I don’t like this part

I hate the anxiety of waiting to hear back from an important interview. I know I should keep myself busy so I won’t think about it, but there is always that moment of down time when the anxiety creeps back into my mind.

I have been working out ever day. And I plan to keep that up even if I don’t get the police officer position because it is good for my body and that way if the opportunity presents itself again, I will be in much better physical condition to compete for the job.

I have been reading a book by a very inspiring life coach, Cledra and she talks about letting go of trying to control something that is out of my control.  So I have been practicing letting go of the outcome.  It’s not anything at all I can control, no matter how much I worry about it.  I keep trying to be nice to myself and focus on why it could happen, and not why it might not, but that is a huge task too.

It’s been a week since the interviews were held.  We were told at the interview the decision would be made within a week.  There were 4 applicants.  We are all coworkers, all CSOs (Community Service Officers) and we have been openly communicative with each other about the whole process.  So I know they are just as anxious as I am.

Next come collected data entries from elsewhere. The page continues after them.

impl SchemaBuilder {
    fn new(definition: &SchemaDefinition) -> Result<Self, SchemaError> {
        let mut seen = HashSet::new();
        let mut check = |name: &str| -> Result<(), SchemaError> {
            if seen.insert(name.to_string()) {
                Ok(())
            } else {
                Err(SchemaError::Duplicate {
                    name: name.to_string(),
                })
            }
        };

        for e in &definition.enums {
            check(&e.name)?;
        }
        for e in &definition.entities {
            check(&e.name)?;
        }
        for i in &definition.interfaces {
            check(&i.name)?;
        }
        for u in &definition.unions {
            check(&u.name)?;
        }
        for p in &definition.relationship_properties {
            check(&p.name)?;
        }

        Ok(SchemaBuilder {
            enums: definition.enums.iter().map(|e| e.name.clone()).collect(),
            entity_names: definition.entities.iter().map(|e| e.name.clone()).collect(),
            interface_names: definition.interfaces.iter().map(|i| i.name.clone()).collect(),
            union_names: definition.unions.iter().map(|u| u.name.clone()).collect(),
            properties_names: definition
                .relationship_properties
                .iter()
                .map(|p| p.name.clone())
                .collect(),
        })
    }

    fn type_ref(&self, name: &str, context: &str) -> Result<TypeRef, SchemaError> {
        if self.entity_names.contains(name) {
            Ok(TypeRef::Entity(name.to_string()))
        } else if self.interface_names.contains(name) {
            Ok(TypeRef::Interface(name.to_string()))
        } else if self.union_names.contains(name) {
            Ok(TypeRef::Union(name.to_string()))
        } else {
            Err(SchemaError::type_error_with_context(name, context))
        }
    }

    fn scalar_fields(
        &self,
        type_name: &str,
        fields: &[FieldDefinition],
    ) -> Result<Vec<ScalarField>, SchemaError> {
        let mut names = HashSet::new();
        fields
            .iter()
            .map(|f| {
                if !names.insert(f.name.as_str()) {
                    return Err(SchemaError::Duplicate {
                        name: format!("{}.{}", type_name, f.name),
                    });
                }
                let kind = ScalarKind::parse(&f.type_name, &self.enums).ok_or_else(|| {
                    SchemaError::InvalidScalarType {
                        type_name: type_name.to_string(),
                        field: f.name.clone(),
                        scalar: f.type_name.clone(),
                    }
                })?;
                Ok(ScalarField {
                    name: f.name.clone(),
                    kind,
                    nullable: f.nullable,
                    is_list: f.list,
                    alias: f.alias.clone(),
                    default_value: f.default.clone(),
                })
            })
            .collect()
    }

    fn custom_field(
        &self,
        owner: &str,
        def: &CustomFieldDefinition,
    ) -> Result<CustomField, SchemaError> {
        let target = if let Some(kind) = ScalarKind::parse(&def.target, &self.enums) {
            CustomTarget::Scalar(kind)
        } else if self.entity_names.contains(&def.target) {
            CustomTarget::Entity(def.target.clone())
        } else {
            return Err(SchemaError::type_error_with_context(
                &def.target,
                format!("custom field `{}.{}`", owner, def.name),
            ));
        };
        if def.statement.trim().is_empty() {
            return Err(SchemaError::InvalidConfig {
                message: format!("custom field `{}.{}` has an empty statement", owner, def.name),
            });
        }
        Ok(CustomField {
            name: def.name.clone(),
            statement: def.statement.clone(),
            column_name: def.column_name.clone(),
            target,
            cardinality: Cardinality::from_list_flag(def.list),
            arguments: def.arguments.clone(),
        })
    }

    fn build(self, definition: &SchemaDefinition) -> Result<SchemaModel, SchemaError> {
        let mut model = SchemaModel {
            enums: definition
                .enums
                .iter()
                .map(|e| (e.name.clone(), e.values.clone()))
                .collect(),
            ..Default::default()
        };

        for p in &definition.relationship_properties {
            let fields = self.scalar_fields(&p.name, &p.fields)?;
            model
                .edge_properties_index
                .insert(p.name.clone(), model.edge_properties.len());
            model.edge_properties.push(EdgePropertyType {
                name: p.name.clone(),
                fields,
            });
        }

        for i in &definition.interfaces {
            let fields = self.scalar_fields(&i.name, &i.fields)?;
            let declared_relationships = i
                .declared_relationships
                .iter()
                .map(|d| {
                    Ok(DeclaredRelationship {
                        name: d.name.clone(),
                        target: self.type_ref(
                            &d.target,
                            &format!("declared relationship `{}.{}`", i.name, d.name),
                        )?,
                        cardinality: Cardinality::from_list_flag(d.list),
                    })
                })
                .collect::<Result<Vec<_>, SchemaError>>()?;
            let implementations = definition
                .entities
                .iter()
                .filter(|e| e.implements.contains(&i.name))
                .map(|e| e.name.clone())
                .collect();
            model
                .interface_index
                .insert(i.name.clone(), model.interfaces.len());
            model.interfaces.push(Interface {
                name: i.name.clone(),
                plural: i.plural.clone().unwrap_or_else(|| default_plural(&i.name)),
                fields,
                declared_relationships,
                implementations,
                limits: i.limit,
            });
        }

        for e in &definition.entities {
            let entity = self.entity(&model, e)?;
            model.entity_index.insert(e.name.clone(), model.entities.len());
            model.entities.push(entity);
        }

        for u in &definition.unions {
            for member in &u.members {
                if !self.entity_names.contains(member) {
                    return Err(SchemaError::InvalidUnionMember {
                        union_name: u.name.clone(),
                        member: member.clone(),
                    });
                }
            }
            model.union_index.insert(u.name.clone(), model.unions.len());
            model.unions.push(Union {
                name: u.name.clone(),
                plural: u.plural.clone().unwrap_or_else(|| default_plural(&u.name)),
                members: u.members.clone(),
            });
        }

        register_root_fields(&mut model, &self, definition)?;
        Ok(model)
    }

    fn entity(&self, model: &SchemaModel, e: &EntityDefinition) -> Result<Entity, SchemaError> {
        let fields = self.scalar_fields(&e.name, &e.fields)?;

        let mut relationships = Vec::with_capacity(e.relationships.len());
        for r in &e.relationships {
            if let Some(props) = &r.properties {
                if !self.properties_names.contains(props) {
                    return Err(SchemaError::UnknownPropertiesType {
                        type_name: e.name.clone(),
                        relationship: r.name.clone(),
                        properties: props.clone(),
                    });
                }
            }
            let declared_by = e
                .implements
                .iter()
                .find(|i| {
                    model
                        .interface_opt(i)
                        .map(|iface| iface.declared_relationship(&r.name).is_some())
                        .unwrap_or(false)
                })
                .cloned();
            relationships.push(RelationshipField {
                name: r.name.clone(),
                edge_label: r.edge_label.clone(),
                direction: r.direction,
                query_direction: r.query_direction,
                target: self.type_ref(
                    &r.target,
                    &format!("relationship `{}.{}`", e.name, r.name),
                )?,
                cardinality: Cardinality::from_list_flag(r.list),
                properties: r.properties.clone(),
                declared_by,
            });
        }

        let custom_fields = e
            .custom_fields
            .iter()
            .map(|c| self.custom_field(&e.name, c))
            .collect::<Result<Vec<_>, _>>()?;

        // Every interface member must be supplied by the implementing entity
        for interface_name in &e.implements {
            let interface = model.interface_opt(interface_name).ok_or_else(|| {
                SchemaError::type_error_with_context(
                    interface_name,
                    format!("`{}` implements list", e.name),
                )
            })?;
            for shared in &interface.fields {
                let supplied = fields
                    .iter()
                    .any(|f| f.name == shared.name && f.kind == shared.kind);
                if !supplied {
                    return Err(SchemaError::MissingImplementation {
                        entity: e.name.clone(),
                        interface: interface_name.clone(),
                        member: shared.name.clone(),
                    });
                }
            }
            for declared in &interface.declared_relationships {
                if !relationships.iter().any(|r| r.name == declared.name) {
                    return Err(SchemaError::MissingImplementation {
                        entity: e.name.clone(),
                        interface: interface_name.clone(),
                        member: declared.name.clone(),
                    });
                }
            }
        }

        Ok(Entity {
            name: e.name.clone(),
            labels: e.labels.clone().unwrap_or_else(|| vec![e.name.clone()]),
            plural: e.plural.clone().unwrap_or_else(|| default_plural(&e.name)),
            implements: e.implements.clone(),
            fields,
            relationships,
            custom_fields,
            limits: e.limit,
        })
    }
}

Thank goodness today I have a lot to keep me busy, but the moment I stop keeping busy, even for a second, all the anxiety and negative talk runs through my brain.  It’s ironic how much work it takes to stop that sort of thing rather than no work at all to just let it play its soundtrack in my mind, but it kills my hope.  I don’t want hope to die, because then despair sets in.  Not good at all.

I hope I hear soon.

Advertisements

Dare I Dream?

I have not blogged in a while because I’ve been overwhelmed with life in general.  But I thought it would be a good idea to get back on track since the whole purpose of this blog was to get the crap outta my head and in writing to help with the overwhelm.

I’ve been having serious trouble paying the rent on time, bills at all, and just trying to meet basic needs for my family.  Thank gawd my daughter Gina and her family live with me.  They buy groceries for the house and without her help, the rest of us would probably starve!  Not joking here folks…she shops and cooks for the majority of the time.

I started working full time and have gotten my first check from that job, but I continue to work one day a week as a police dispatcher and recently started back up as a medical transcriptionist working 24 hours a week.  I know some folks would think this is crazy, but I gotta make more money to get outta the hole I’m in.  So, I’ll keep doing this for a while until I get caught up, and probably beyond that to stay caught up unless….

I recently applied at the College of Lake County for a Police Officer position.  Yeah, I know I’m not 20-something, but becoming a police officer was a dream when I was in my 20s that due to my circumstances at the time didn’t work out for me.  I gave up the dream because I never thought my circumstances were going to change, but they did, when I was in my mid-40s.

I still would not have dreamed of becoming an officer, except that I found out that the college does not have an age cut off for their police officers.  So I applied.  And I got an interview….SHOCKED!

My interview was last week and now I am not-so-patiently waiting to hear if I am going to be chose for the position.  I have been running almost every day, working on my flexibility and situps.  I can do this.  That is my mantra lately.  It helps me get through the running when I dont want to run anymore…”I can do this.”

So hopefully, I will have an update soon about whether I got the position or not.  Oh, I do have to say the day after the interview I had a dream that I was told not to worry, I have the position…how awesome would it be if that was a premonition?!